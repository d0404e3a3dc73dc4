//! DOM surface for the calculator page
//!
//! [`DomSurface`] is everything the dispatcher needs from a page: two text
//! regions, a theme attribute on the document root, and the toggle knob
//! classes. [`MockDom`] implements it in memory so the whole click-to-render
//! path runs without a browser.

use std::collections::HashMap;

use crate::theme::{Theme, ToggleIndicator};
use crate::wasm::keypad::Keypad;

/// Id of the toggle switch element
pub const TOGGLE_SWITCH_ID: &str = "toggle-switch";

/// Attribute on the document root that selects the stylesheet theme
pub const THEME_ATTRIBUTE: &str = "data-theme";

/// One of the two read-only display regions
#[derive(Debug, Clone, Copy, PartialEq, Eq, Hash)]
pub enum DisplayRegion {
    /// Previous operand and pending operator
    Previous,
    /// Operand under entry
    Current,
}

impl DisplayRegion {
    /// Element id in the mock page
    #[must_use]
    pub const fn element_id(&self) -> &'static str {
        match self {
            Self::Previous => "previous-operand",
            Self::Current => "current-operand",
        }
    }

    /// CSS selector in the real page
    #[must_use]
    pub const fn selector(&self) -> &'static str {
        match self {
            Self::Previous => "[data-previous-operand]",
            Self::Current => "[data-current-operand]",
        }
    }
}

/// Something the calculator can render into
pub trait DomSurface {
    /// Replaces the text of a display region
    fn set_display_text(&mut self, region: DisplayRegion, text: &str);

    /// Sets an attribute on the document root
    fn set_root_attribute(&mut self, name: &str, value: &str);

    /// Removes `remove` classes from the toggle switch, then adds `add`
    fn set_toggle_class(&mut self, add: &str, remove: &[&str]);

    /// Applies a theme: root attribute plus the matching knob position
    fn apply_theme(&mut self, theme: Theme) {
        let all: Vec<&str> = ToggleIndicator::ALL
            .iter()
            .map(ToggleIndicator::class_name)
            .collect();
        self.set_root_attribute(THEME_ATTRIBUTE, theme.as_str());
        self.set_toggle_class(theme.indicator().class_name(), &all);
    }
}

/// Represents a DOM element for testing
#[derive(Debug, Clone, PartialEq, Eq)]
pub struct DomElement {
    /// Element ID
    pub id: String,
    /// Element tag name
    pub tag: String,
    /// Text content
    pub text_content: String,
    /// Element attributes
    pub attributes: HashMap<String, String>,
    /// CSS classes
    pub classes: Vec<String>,
    /// Child elements
    pub children: Vec<DomElement>,
}

impl Default for DomElement {
    fn default() -> Self {
        Self::new("div")
    }
}

impl DomElement {
    /// Creates a new DOM element with the given tag
    #[must_use]
    pub fn new(tag: &str) -> Self {
        Self {
            id: String::new(),
            tag: tag.to_string(),
            text_content: String::new(),
            attributes: HashMap::new(),
            classes: Vec::new(),
            children: Vec::new(),
        }
    }

    /// Creates an element with an ID
    #[must_use]
    pub fn with_id(mut self, id: &str) -> Self {
        self.id = id.to_string();
        self
    }

    /// Sets the text content
    #[must_use]
    pub fn with_text(mut self, text: &str) -> Self {
        self.text_content = text.to_string();
        self
    }

    /// Adds a class
    #[must_use]
    pub fn with_class(mut self, class: &str) -> Self {
        self.classes.push(class.to_string());
        self
    }

    /// Sets an attribute
    #[must_use]
    pub fn with_attr(mut self, key: &str, value: &str) -> Self {
        self.attributes.insert(key.to_string(), value.to_string());
        self
    }

    /// Adds a child element
    #[must_use]
    pub fn with_child(mut self, child: DomElement) -> Self {
        self.children.push(child);
        self
    }

    /// Sets text content
    pub fn set_text(&mut self, text: &str) {
        self.text_content = text.to_string();
    }

    /// Adds a class once
    pub fn add_class(&mut self, class: &str) {
        if !self.has_class(class) {
            self.classes.push(class.to_string());
        }
    }

    /// Removes a class
    pub fn remove_class(&mut self, class: &str) {
        self.classes.retain(|c| c != class);
    }

    /// Checks if element has a class
    #[must_use]
    pub fn has_class(&self, class: &str) -> bool {
        self.classes.iter().any(|c| c == class)
    }

    /// Gets an attribute value
    #[must_use]
    pub fn get_attr(&self, key: &str) -> Option<&str> {
        self.attributes.get(key).map(String::as_str)
    }

    /// Sets an attribute value
    pub fn set_attr(&mut self, key: &str, value: &str) {
        self.attributes.insert(key.to_string(), value.to_string());
    }
}

/// Events the mock page records
#[derive(Debug, Clone, PartialEq, Eq)]
pub enum DomEvent {
    /// Page finished loading
    Load,
    /// Click event on an element
    Click {
        /// The ID of the clicked element
        element_id: String,
    },
}

impl DomEvent {
    /// Creates a click event
    #[must_use]
    pub fn click(element_id: &str) -> Self {
        Self::Click {
            element_id: element_id.to_string(),
        }
    }
}

/// In-memory calculator page
#[derive(Debug)]
pub struct MockDom {
    /// Document root (`<html>`); carries only the theme attribute
    root: DomElement,
    /// Elements by ID for quick lookup
    elements: HashMap<String, DomElement>,
    /// Event history for verification
    event_history: Vec<DomEvent>,
}

impl Default for MockDom {
    fn default() -> Self {
        Self::new()
    }
}

impl MockDom {
    /// Creates an empty page
    #[must_use]
    pub fn new() -> Self {
        Self {
            root: DomElement::new("html").with_id("root"),
            elements: HashMap::new(),
            event_history: Vec::new(),
        }
    }

    /// Creates the calculator page: displays, theme toggle and keypad
    #[must_use]
    pub fn calculator() -> Self {
        let mut dom = Self::new();

        let previous = DomElement::new("div")
            .with_id(DisplayRegion::Previous.element_id())
            .with_class("screen__previous")
            .with_attr("data-previous-operand", "");
        let current = DomElement::new("div")
            .with_id(DisplayRegion::Current.element_id())
            .with_class("screen__current")
            .with_attr("data-current-operand", "");

        let switch = DomElement::new("span")
            .with_id(TOGGLE_SWITCH_ID)
            .with_class("toggle__switch");
        let toggle = DomElement::new("div").with_id("toggle").with_class("toggle");

        dom.register_element(toggle);
        dom.register_element(switch);
        for theme in Theme::ALL {
            dom.register_element(
                DomElement::new("span")
                    .with_id(&toggle_section_id(theme))
                    .with_class("toggle__section")
                    .with_attr("data-section", theme.as_str())
                    .with_text(theme.as_str()),
            );
        }
        dom.register_element(previous);
        dom.register_element(current);

        // Buttons live in the registry; the container is kept without copies.
        let mut keypad = Keypad::new().create_keypad_element();
        for button in std::mem::take(&mut keypad.children) {
            dom.register_element(button);
        }
        dom.register_element(keypad);

        dom
    }

    /// The document root
    #[must_use]
    pub fn root(&self) -> &DomElement {
        &self.root
    }

    /// Registers an element for ID lookup
    pub fn register_element(&mut self, element: DomElement) {
        if !element.id.is_empty() {
            self.elements.insert(element.id.clone(), element);
        }
    }

    /// Gets an element by ID
    #[must_use]
    pub fn get_element(&self, id: &str) -> Option<&DomElement> {
        self.elements.get(id)
    }

    /// Gets a mutable element by ID
    pub fn get_element_mut(&mut self, id: &str) -> Option<&mut DomElement> {
        self.elements.get_mut(id)
    }

    /// Records an event
    pub fn dispatch_event(&mut self, event: DomEvent) {
        self.event_history.push(event);
    }

    /// Gets the event history
    #[must_use]
    pub fn event_history(&self) -> &[DomEvent] {
        &self.event_history
    }

    /// Clears event history
    pub fn clear_event_history(&mut self) {
        self.event_history.clear();
    }

    /// Updates element text by ID
    pub fn set_element_text(&mut self, id: &str, text: &str) {
        if let Some(elem) = self.elements.get_mut(id) {
            elem.set_text(text);
        }
    }

    /// Gets element text by ID
    #[must_use]
    pub fn get_element_text(&self, id: &str) -> Option<&str> {
        self.elements.get(id).map(|e| e.text_content.as_str())
    }

    /// Text shown in a display region
    #[must_use]
    pub fn display_text(&self, region: DisplayRegion) -> &str {
        self.get_element_text(region.element_id()).unwrap_or_default()
    }

    /// Current `data-theme` of the document root
    #[must_use]
    pub fn theme_attribute(&self) -> Option<&str> {
        self.root.get_attr(THEME_ATTRIBUTE)
    }

    /// Indicator classes currently on the toggle switch
    #[must_use]
    pub fn toggle_classes(&self) -> Vec<&str> {
        self.get_element(TOGGLE_SWITCH_ID)
            .map(|e| {
                e.classes
                    .iter()
                    .map(String::as_str)
                    .filter(|c| ToggleIndicator::ALL.iter().any(|i| i.class_name() == *c))
                    .collect()
            })
            .unwrap_or_default()
    }
}

impl DomSurface for MockDom {
    fn set_display_text(&mut self, region: DisplayRegion, text: &str) {
        self.set_element_text(region.element_id(), text);
    }

    fn set_root_attribute(&mut self, name: &str, value: &str) {
        self.root.set_attr(name, value);
    }

    fn set_toggle_class(&mut self, add: &str, remove: &[&str]) {
        if let Some(switch) = self.elements.get_mut(TOGGLE_SWITCH_ID) {
            for class in remove {
                switch.remove_class(class);
            }
            switch.add_class(add);
        }
    }
}

/// Element id of the toggle zone for a theme
#[must_use]
pub fn toggle_section_id(theme: Theme) -> String {
    format!("toggle-{}", theme.as_str())
}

* * *

→ **Problem to work on**:
Run a filter over the data above and keep each line that contains the word "HashMap".

→ **Answer box**:
use std::collections::HashMap;
    pub attributes: HashMap<String, String>,
            attributes: HashMap::new(),
    elements: HashMap<String, DomElement>,
            elements: HashMap::new(),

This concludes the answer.